22Esse projecto começa por esboçar-se, de uma forma ainda tacteante, na fase preliminar do Império, para atingir o seu apogeu em dia de Império.
23Por seu intermédio, começamos de novo por ser confrontados com a figura do lugar. As distribuições alimentares amplas de um Império começam de facto, como vimos, por reservar ao lugar — ou, no caso dos lugares mais pequenos, ao compromisso — um importante papel. Assim, no quadro da distribuição porta-a-porta de Sopas do Espírito Santo que se realiza no início da fase preliminar do Império, os vizinhos do lugar do imperador apresentam direitos alimentares próprios. Esses direitos transitam depois, em dia de Império, para os vizinhos do lugar onde se situa a igreja ou ermida para a qual o Império foi prometido. Tradicionalmente, eles eram ainda beneficiados em dia de Império com uma distribuição especial de massa sovada.

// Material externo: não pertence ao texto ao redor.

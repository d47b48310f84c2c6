use nalgebra_sparse::{CscMatrix, CsrMatrix};
use serde::{Deserialize, Serialize};
use tracing::{debug, instrument};

use super::newtonpf::newton_pf;
use super::solver::DefaultSolver;
use super::system::model::{create_permute_mat, PowerFlowModel};
use super::system::results::extract_results;
use crate::error::PowerFlowError;
use crate::network::Network;

/// Initial voltage guess of a power flow.
#[derive(Debug, Default, Clone, Copy, PartialEq, Eq, Serialize, Deserialize)]
#[serde(rename_all = "snake_case")]
pub enum InitMode {
    /// 1 pu and 0 degrees, except for voltage setpoints.
    #[default]
    Flat,
    /// Voltages of the previous results where available.
    Results,
}

/// Configuration of a power flow run.
#[derive(Debug, Clone, Serialize, Deserialize, PartialEq)]
#[serde(default)]
pub struct PowerFlowConfig {
    #[serde(skip_serializing_if = "Option::is_none")]
    pub max_it: Option<usize>, // Maximum number of iterations
    #[serde(skip_serializing_if = "Option::is_none")]
    pub tol: Option<f64>, // Largest allowed mismatch in per unit
    /// Honour ext grid angles and transformer phase shifts.
    pub calculate_voltage_angles: bool,
    pub init: InitMode,
}

impl Default for PowerFlowConfig {
    fn default() -> Self {
        Self {
            max_it: Some(100),
            tol: Some(1e-8),
            calculate_voltage_angles: true,
            init: InitMode::Flat,
        }
    }
}

/// Summary of a converged power flow.
#[derive(Debug, Clone, Copy, PartialEq, Eq)]
pub struct PowerFlowSummary {
    pub iterations: usize,
    /// Number of energised solver buses.
    pub n_bus: usize,
}

/// A trait for running power flow analysis on a [`Network`].
///
/// On success the implementation writes `net.res` and `net.internal`. On failure both are
/// left untouched.
pub trait RunPF {
    fn run_pf(
        &mut self,
        net: &mut Network,
        cfg: &PowerFlowConfig,
    ) -> Result<PowerFlowSummary, PowerFlowError>;
}

/// Newton-Raphson power flow with a fresh sparse LU solver per run.
#[derive(Debug, Default, Clone, Copy)]
pub struct NewtonPF;

impl RunPF for NewtonPF {
    #[instrument(skip_all, fields(buses = net.bus.len()))]
    #[allow(non_snake_case)]
    fn run_pf(
        &mut self,
        net: &mut Network,
        cfg: &PowerFlowConfig,
    ) -> Result<PowerFlowSummary, PowerFlowError> {
        let model = PowerFlowModel::build(net, cfg)?;
        let (order, npv, npq) = model.ordering();
        let reorder = create_permute_mat(&order);
        let reorder_t = reorder.transpose();
        let Ybus = CscMatrix::from(&(&reorder * &CsrMatrix::from(&model.Ybus) * &reorder_t));
        let Sbus = &reorder * &model.Sbus;
        let v_init = &reorder * &model.v_init;

        let mut solver = DefaultSolver::default();
        let (v, iterations) = newton_pf(
            &Ybus,
            &Sbus,
            &v_init,
            npv,
            npq,
            cfg.tol,
            cfg.max_it,
            &mut solver,
        )?;
        let v = &reorder_t * &v;

        net.res = Some(extract_results(net, &model, &v));
        net.internal = Some(model.internals());
        debug!(iterations, n_bus = model.topology.n_bus, "results written");
        Ok(PowerFlowSummary {
            iterations,
            n_bus: model.topology.n_bus,
        })
    }
}

#[cfg(test)]
mod tests {
    use super::*;
    use crate::testcases::*;

    fn solved(mut net: Network) -> Network {
        NewtonPF.run_pf(&mut net, &PowerFlowConfig::default()).unwrap();
        net
    }

    /// Every bus draws exactly what its branches deliver.
    fn assert_bus_balance(net: &Network) {
        let res = net.res.as_ref().unwrap();
        for (&bus, r) in &res.bus {
            let mut p = r.p_mw;
            let mut q = r.q_mvar;
            for (idx, l) in &res.line {
                let line = &net.line[idx];
                if line.from_bus == bus {
                    p += l.p_from_mw;
                    q += l.q_from_mvar;
                }
                if line.to_bus == bus {
                    p += l.p_to_mw;
                    q += l.q_to_mvar;
                }
            }
            for (idx, t) in &res.trafo {
                let trafo = &net.trafo[idx];
                if trafo.hv_bus == bus {
                    p += t.p_from_mw;
                    q += t.q_from_mvar;
                }
                if trafo.lv_bus == bus {
                    p += t.p_to_mw;
                    q += t.q_to_mvar;
                }
            }
            assert!(p.abs() < 1e-6 && q.abs() < 1e-6, "bus {bus}: {p} {q}");
        }
    }

    #[test]
    fn five_bus_power_balance() {
        let net = solved(five_bus());
        let res = net.res.as_ref().unwrap();
        let losses: f64 = res.line.values().map(|l| l.pl_mw).sum();
        let ext = res.ext_grid[&0];
        assert!((ext.p_mw - (20.0 + 40.0 - 30.0 + losses)).abs() < 1e-6);
        assert!((res.bus[&3].vm_pu - 1.01).abs() < 1e-9);
        assert!((res.bus[&0].vm_pu - 1.02).abs() < 1e-12);
        assert!(res.bus[&0].va_degree.abs() < 1e-12);
        assert_bus_balance(&net);
        let internals = net.internal.as_ref().unwrap();
        assert_eq!(internals.ybus.nrows(), 5);
        assert_eq!(internals.branch.len(), 6);
    }

    #[test]
    fn transformer_network_balances() {
        let net = solved(seven_bus());
        let res = net.res.as_ref().unwrap();
        assert!(res.trafo[&0].p_from_mw > 15.0);
        assert!(res.trafo[&0].pl_mw > 0.0);
        assert!(res.bus[&4].vm_pu < res.bus[&2].vm_pu + 0.05);
        assert!((res.shunt[&0].q_mvar + 5.0 * res.bus[&2].vm_pu.powi(2)).abs() < 1e-9);
        assert_bus_balance(&net);
    }

    #[test]
    fn warm_start_needs_at_most_one_step() {
        let mut net = solved(five_bus());
        let cfg = PowerFlowConfig {
            init: InitMode::Results,
            ..Default::default()
        };
        let summary = NewtonPF.run_pf(&mut net, &cfg).unwrap();
        assert!(summary.iterations <= 1);
    }

    #[test]
    fn failure_leaves_results_untouched() {
        let mut net = five_bus();
        net.ext_grid.clear();
        let err = NewtonPF.run_pf(&mut net, &PowerFlowConfig::default()).unwrap_err();
        assert_eq!(err, PowerFlowError::NoReferenceBus);
        assert!(net.res.is_none());
        assert!(net.internal.is_none());
    }

    #[test]
    fn config_from_json_keeps_defaults() {
        let json = r#"{"max_it": 5, "init": "results"}"#;
        let cfg: PowerFlowConfig = serde_json::from_str(json).unwrap();
        assert_eq!(cfg.max_it, Some(5));
        assert_eq!(cfg.tol, Some(1e-8));
        assert!(cfg.calculate_voltage_angles);
        assert_eq!(cfg.init, InitMode::Results);
    }
}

24Mas a figura central que as distribuições alimentares alargadas acabam por fazer emergir com maior clareza é de novo a freguesia. De facto, as distribuições porta-a-porta de Sopas do Espírito Santo, além dos ajudantes e dos vizinhos de lugar, incidem ainda sobre categorias precisas de casas à escala da freguesia. A distribuição que se realiza no início da fase preliminar do Império abrange como vimos o conjunto dos enfermos da freguesia. Quanto à distribuição que tem lugar em dia de Império, além destes, envolve ainda os anojados. Da mesma maneira, em dia de Império, é aos anojados que se destinam as primeiras corridas de massa sovada e de vinho.
25É entretanto no quadro das distribuições generalizadas e abertas de Sopas do Espirito Santo e de massa sovada características de dia de Império que o vínculo entre a circulação cerimonial do alimento e a reiteração da identidade da freguesia se afirma de forma mais expressiva.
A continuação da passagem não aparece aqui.